▸ **Required action**: If a line of the records contains the string "terminal", copy it out.

▸ **Given data**:

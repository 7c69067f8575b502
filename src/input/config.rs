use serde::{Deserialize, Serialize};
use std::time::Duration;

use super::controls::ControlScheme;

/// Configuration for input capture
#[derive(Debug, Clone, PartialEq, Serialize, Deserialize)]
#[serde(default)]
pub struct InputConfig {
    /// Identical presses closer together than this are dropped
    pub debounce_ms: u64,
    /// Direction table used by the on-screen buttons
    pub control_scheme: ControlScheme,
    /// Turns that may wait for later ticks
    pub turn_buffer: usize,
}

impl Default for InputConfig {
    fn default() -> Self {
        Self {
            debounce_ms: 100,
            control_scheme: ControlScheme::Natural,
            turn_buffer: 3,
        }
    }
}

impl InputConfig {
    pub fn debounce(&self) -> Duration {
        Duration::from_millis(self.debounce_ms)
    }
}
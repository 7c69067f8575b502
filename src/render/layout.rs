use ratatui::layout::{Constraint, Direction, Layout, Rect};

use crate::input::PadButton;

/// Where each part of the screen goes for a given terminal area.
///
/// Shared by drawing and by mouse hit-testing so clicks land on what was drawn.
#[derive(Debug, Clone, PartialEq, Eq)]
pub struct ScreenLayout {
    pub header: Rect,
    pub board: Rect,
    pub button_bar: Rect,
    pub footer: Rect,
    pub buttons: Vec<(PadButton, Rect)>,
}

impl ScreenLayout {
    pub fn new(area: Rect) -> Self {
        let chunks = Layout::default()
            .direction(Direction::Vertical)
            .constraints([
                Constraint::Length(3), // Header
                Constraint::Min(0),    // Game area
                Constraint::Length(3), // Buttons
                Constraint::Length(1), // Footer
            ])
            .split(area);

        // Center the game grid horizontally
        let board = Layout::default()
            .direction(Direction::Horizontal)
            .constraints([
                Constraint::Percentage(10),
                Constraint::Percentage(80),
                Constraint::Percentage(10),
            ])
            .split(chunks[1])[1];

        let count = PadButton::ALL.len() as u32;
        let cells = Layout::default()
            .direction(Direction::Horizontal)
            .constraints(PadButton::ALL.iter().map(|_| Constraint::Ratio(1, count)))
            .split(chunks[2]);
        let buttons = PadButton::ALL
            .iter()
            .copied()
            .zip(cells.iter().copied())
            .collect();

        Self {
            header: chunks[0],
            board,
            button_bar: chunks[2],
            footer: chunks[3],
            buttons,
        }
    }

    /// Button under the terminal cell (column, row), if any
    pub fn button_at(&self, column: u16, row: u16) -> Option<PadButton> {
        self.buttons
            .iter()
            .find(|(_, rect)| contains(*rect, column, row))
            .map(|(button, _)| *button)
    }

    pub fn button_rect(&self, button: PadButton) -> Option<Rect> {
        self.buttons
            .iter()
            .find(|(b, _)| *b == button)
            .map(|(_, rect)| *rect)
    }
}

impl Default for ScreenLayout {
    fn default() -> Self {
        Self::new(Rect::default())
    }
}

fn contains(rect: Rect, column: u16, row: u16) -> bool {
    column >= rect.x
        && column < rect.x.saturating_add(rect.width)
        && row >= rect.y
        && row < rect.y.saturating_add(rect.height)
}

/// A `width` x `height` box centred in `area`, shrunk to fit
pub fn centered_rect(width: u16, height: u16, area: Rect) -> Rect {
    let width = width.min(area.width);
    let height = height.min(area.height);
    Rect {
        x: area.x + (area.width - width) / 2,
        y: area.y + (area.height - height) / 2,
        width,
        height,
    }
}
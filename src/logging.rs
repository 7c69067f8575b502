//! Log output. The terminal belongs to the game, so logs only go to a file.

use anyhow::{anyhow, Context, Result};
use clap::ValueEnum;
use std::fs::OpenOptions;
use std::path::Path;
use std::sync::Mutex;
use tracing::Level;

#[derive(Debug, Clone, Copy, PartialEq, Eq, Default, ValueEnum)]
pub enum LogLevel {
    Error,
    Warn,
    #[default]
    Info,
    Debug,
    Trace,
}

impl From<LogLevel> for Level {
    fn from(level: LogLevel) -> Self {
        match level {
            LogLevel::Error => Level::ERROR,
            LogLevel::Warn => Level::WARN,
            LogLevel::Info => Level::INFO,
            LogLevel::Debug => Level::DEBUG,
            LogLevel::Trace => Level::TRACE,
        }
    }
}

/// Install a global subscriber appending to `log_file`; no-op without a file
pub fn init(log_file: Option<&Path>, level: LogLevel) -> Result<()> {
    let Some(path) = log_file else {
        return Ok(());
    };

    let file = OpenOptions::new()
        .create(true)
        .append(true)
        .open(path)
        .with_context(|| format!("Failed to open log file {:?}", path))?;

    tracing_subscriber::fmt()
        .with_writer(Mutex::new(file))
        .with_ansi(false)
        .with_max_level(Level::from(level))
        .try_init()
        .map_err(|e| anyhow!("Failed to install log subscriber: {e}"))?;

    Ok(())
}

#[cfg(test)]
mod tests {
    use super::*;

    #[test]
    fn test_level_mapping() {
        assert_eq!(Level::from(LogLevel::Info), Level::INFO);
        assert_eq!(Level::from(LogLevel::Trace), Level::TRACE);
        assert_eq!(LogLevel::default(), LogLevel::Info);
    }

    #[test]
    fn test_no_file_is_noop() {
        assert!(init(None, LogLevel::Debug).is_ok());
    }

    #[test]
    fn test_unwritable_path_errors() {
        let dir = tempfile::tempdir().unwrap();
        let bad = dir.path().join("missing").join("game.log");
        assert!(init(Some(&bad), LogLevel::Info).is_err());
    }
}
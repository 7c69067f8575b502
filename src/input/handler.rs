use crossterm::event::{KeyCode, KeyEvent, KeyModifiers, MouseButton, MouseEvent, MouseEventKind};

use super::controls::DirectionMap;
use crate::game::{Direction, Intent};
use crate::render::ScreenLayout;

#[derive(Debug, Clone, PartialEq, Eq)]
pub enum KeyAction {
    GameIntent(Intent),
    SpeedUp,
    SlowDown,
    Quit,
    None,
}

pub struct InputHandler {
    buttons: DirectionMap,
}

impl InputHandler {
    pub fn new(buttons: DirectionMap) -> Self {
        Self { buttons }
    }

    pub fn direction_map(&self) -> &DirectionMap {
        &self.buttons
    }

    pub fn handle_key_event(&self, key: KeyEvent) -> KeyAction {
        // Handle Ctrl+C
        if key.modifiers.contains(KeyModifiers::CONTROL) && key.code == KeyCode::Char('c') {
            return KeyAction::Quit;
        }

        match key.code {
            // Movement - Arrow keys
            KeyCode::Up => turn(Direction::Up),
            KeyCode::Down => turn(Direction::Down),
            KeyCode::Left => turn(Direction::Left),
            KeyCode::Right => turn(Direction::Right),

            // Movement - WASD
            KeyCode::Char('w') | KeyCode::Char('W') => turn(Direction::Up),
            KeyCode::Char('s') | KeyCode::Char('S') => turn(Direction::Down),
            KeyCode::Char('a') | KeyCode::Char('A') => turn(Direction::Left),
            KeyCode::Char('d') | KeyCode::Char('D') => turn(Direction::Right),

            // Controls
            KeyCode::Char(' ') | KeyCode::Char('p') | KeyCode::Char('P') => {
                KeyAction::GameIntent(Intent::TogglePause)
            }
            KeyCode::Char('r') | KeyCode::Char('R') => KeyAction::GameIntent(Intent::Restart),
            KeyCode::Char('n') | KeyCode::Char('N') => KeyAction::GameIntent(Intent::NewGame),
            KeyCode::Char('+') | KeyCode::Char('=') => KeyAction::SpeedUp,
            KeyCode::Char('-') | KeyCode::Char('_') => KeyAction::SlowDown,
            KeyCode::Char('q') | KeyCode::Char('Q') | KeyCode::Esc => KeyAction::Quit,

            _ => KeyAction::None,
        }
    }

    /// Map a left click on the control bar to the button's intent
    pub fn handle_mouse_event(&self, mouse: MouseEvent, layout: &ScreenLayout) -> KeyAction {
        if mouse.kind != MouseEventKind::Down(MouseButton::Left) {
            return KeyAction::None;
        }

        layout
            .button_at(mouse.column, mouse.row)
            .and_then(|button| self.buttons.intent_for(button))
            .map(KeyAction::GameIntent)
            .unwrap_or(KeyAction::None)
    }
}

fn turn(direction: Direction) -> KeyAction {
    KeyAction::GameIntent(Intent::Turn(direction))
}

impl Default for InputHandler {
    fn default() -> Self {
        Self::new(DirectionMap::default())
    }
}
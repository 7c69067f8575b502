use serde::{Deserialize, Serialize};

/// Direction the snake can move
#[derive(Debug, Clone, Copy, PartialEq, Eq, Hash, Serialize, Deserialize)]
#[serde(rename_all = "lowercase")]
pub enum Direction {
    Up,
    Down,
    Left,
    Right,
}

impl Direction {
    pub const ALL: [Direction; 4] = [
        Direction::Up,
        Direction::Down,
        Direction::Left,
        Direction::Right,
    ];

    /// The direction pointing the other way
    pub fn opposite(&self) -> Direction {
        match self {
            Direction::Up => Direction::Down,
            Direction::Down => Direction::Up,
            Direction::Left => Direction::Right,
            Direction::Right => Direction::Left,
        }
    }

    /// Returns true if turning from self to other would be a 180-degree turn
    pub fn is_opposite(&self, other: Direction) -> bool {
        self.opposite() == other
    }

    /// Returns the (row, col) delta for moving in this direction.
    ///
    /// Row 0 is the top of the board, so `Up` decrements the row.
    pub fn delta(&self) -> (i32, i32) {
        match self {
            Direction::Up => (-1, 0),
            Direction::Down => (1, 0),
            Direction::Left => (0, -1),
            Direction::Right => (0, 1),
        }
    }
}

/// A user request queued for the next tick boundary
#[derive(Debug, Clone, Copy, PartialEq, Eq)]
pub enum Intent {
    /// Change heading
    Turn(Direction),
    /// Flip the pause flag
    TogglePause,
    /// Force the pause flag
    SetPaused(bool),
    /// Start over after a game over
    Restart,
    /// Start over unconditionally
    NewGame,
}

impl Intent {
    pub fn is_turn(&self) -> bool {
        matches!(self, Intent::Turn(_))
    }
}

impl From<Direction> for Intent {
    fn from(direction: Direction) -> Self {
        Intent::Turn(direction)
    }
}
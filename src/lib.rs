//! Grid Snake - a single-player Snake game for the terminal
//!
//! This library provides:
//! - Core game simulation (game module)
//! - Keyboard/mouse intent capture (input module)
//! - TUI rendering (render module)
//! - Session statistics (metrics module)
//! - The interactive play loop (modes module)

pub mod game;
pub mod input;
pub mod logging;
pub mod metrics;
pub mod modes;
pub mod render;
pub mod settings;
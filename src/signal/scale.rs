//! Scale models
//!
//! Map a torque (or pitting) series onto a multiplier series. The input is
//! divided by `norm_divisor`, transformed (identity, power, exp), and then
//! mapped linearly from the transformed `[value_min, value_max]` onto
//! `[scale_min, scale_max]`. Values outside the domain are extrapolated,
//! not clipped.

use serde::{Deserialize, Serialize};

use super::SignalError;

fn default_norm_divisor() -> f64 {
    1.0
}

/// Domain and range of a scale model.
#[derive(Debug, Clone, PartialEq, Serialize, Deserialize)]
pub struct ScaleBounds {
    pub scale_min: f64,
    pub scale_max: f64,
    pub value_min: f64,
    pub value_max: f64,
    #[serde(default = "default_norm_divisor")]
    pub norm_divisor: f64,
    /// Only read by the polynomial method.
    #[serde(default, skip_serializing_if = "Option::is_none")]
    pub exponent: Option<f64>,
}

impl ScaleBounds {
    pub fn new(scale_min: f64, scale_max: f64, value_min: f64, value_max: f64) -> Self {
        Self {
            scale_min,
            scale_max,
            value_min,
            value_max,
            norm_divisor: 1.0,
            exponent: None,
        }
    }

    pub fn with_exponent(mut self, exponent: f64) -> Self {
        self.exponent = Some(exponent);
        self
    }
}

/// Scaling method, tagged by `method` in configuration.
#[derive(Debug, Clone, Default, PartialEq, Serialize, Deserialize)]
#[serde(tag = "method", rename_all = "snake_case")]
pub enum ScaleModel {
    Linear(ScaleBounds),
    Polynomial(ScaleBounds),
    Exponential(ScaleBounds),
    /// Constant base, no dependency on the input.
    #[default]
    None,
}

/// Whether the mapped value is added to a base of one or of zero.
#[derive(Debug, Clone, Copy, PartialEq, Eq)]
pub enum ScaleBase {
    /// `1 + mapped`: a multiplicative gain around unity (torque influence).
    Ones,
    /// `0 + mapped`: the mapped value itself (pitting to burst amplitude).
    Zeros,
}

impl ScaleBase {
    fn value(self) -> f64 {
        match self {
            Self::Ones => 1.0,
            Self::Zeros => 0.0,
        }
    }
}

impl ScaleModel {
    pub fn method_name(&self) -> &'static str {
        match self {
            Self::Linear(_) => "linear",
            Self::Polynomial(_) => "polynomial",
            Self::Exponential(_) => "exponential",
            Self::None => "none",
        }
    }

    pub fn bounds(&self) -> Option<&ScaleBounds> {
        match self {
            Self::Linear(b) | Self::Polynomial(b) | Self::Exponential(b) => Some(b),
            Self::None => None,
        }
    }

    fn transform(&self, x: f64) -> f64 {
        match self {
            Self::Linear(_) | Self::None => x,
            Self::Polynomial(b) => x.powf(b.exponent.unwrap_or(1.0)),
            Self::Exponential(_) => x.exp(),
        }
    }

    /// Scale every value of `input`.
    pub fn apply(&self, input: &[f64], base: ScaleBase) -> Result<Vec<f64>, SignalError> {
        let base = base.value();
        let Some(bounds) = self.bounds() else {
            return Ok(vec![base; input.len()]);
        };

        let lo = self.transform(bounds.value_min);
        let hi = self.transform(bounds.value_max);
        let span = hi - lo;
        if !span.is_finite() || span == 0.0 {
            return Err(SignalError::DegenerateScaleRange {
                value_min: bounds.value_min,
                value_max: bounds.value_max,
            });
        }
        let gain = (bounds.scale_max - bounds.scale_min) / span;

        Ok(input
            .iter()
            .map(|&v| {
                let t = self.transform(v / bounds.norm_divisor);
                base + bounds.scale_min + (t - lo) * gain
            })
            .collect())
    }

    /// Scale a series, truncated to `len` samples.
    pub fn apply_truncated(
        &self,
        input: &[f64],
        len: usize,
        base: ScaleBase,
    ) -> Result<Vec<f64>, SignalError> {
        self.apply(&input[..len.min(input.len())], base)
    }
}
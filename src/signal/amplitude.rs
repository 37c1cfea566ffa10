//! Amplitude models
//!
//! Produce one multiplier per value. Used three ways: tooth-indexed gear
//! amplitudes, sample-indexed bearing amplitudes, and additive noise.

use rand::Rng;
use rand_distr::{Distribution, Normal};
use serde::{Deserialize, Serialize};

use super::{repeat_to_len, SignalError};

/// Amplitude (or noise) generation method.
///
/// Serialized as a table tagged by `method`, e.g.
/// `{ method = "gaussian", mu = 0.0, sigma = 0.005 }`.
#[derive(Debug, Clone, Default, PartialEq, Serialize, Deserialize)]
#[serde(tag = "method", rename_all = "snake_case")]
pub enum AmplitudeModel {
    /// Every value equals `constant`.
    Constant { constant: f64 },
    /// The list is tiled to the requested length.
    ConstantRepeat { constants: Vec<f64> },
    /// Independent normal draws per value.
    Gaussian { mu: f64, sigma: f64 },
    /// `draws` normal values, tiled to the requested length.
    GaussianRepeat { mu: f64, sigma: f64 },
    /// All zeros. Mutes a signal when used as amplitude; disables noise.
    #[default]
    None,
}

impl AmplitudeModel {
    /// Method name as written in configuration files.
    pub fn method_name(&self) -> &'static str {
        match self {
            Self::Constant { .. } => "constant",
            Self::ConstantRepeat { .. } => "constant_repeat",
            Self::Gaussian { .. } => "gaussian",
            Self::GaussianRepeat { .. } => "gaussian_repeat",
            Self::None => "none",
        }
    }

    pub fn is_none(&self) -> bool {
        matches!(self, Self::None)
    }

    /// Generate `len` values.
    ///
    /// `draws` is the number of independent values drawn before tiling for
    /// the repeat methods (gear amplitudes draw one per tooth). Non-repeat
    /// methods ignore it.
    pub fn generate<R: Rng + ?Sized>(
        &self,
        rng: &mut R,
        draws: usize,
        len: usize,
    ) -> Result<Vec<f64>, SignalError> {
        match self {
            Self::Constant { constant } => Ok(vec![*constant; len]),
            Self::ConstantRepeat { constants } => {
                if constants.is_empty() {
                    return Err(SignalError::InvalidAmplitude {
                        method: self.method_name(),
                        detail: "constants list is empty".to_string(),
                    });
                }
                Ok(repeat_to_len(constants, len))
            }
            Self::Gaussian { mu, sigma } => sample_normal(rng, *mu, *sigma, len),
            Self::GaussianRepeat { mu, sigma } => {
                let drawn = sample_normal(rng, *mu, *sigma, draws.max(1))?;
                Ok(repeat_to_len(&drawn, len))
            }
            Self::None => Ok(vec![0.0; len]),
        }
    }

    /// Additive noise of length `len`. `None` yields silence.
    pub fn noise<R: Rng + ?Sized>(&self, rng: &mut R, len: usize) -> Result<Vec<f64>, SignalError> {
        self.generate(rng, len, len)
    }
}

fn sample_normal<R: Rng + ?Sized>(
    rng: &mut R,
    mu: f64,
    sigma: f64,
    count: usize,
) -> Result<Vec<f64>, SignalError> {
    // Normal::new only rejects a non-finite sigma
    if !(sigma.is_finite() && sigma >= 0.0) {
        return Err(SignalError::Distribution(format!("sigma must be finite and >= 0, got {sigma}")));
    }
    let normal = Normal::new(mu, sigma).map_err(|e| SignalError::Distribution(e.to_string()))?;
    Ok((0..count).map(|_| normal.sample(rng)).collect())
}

▸ **Answer box**:
/// Where each part of the screen goes for a given terminal area.
    /// Button under the terminal cell (column, row), if any
//! Log output. The terminal belongs to the game, so logs only go to a file.
//! Grid Snake - a single-player Snake game for the terminal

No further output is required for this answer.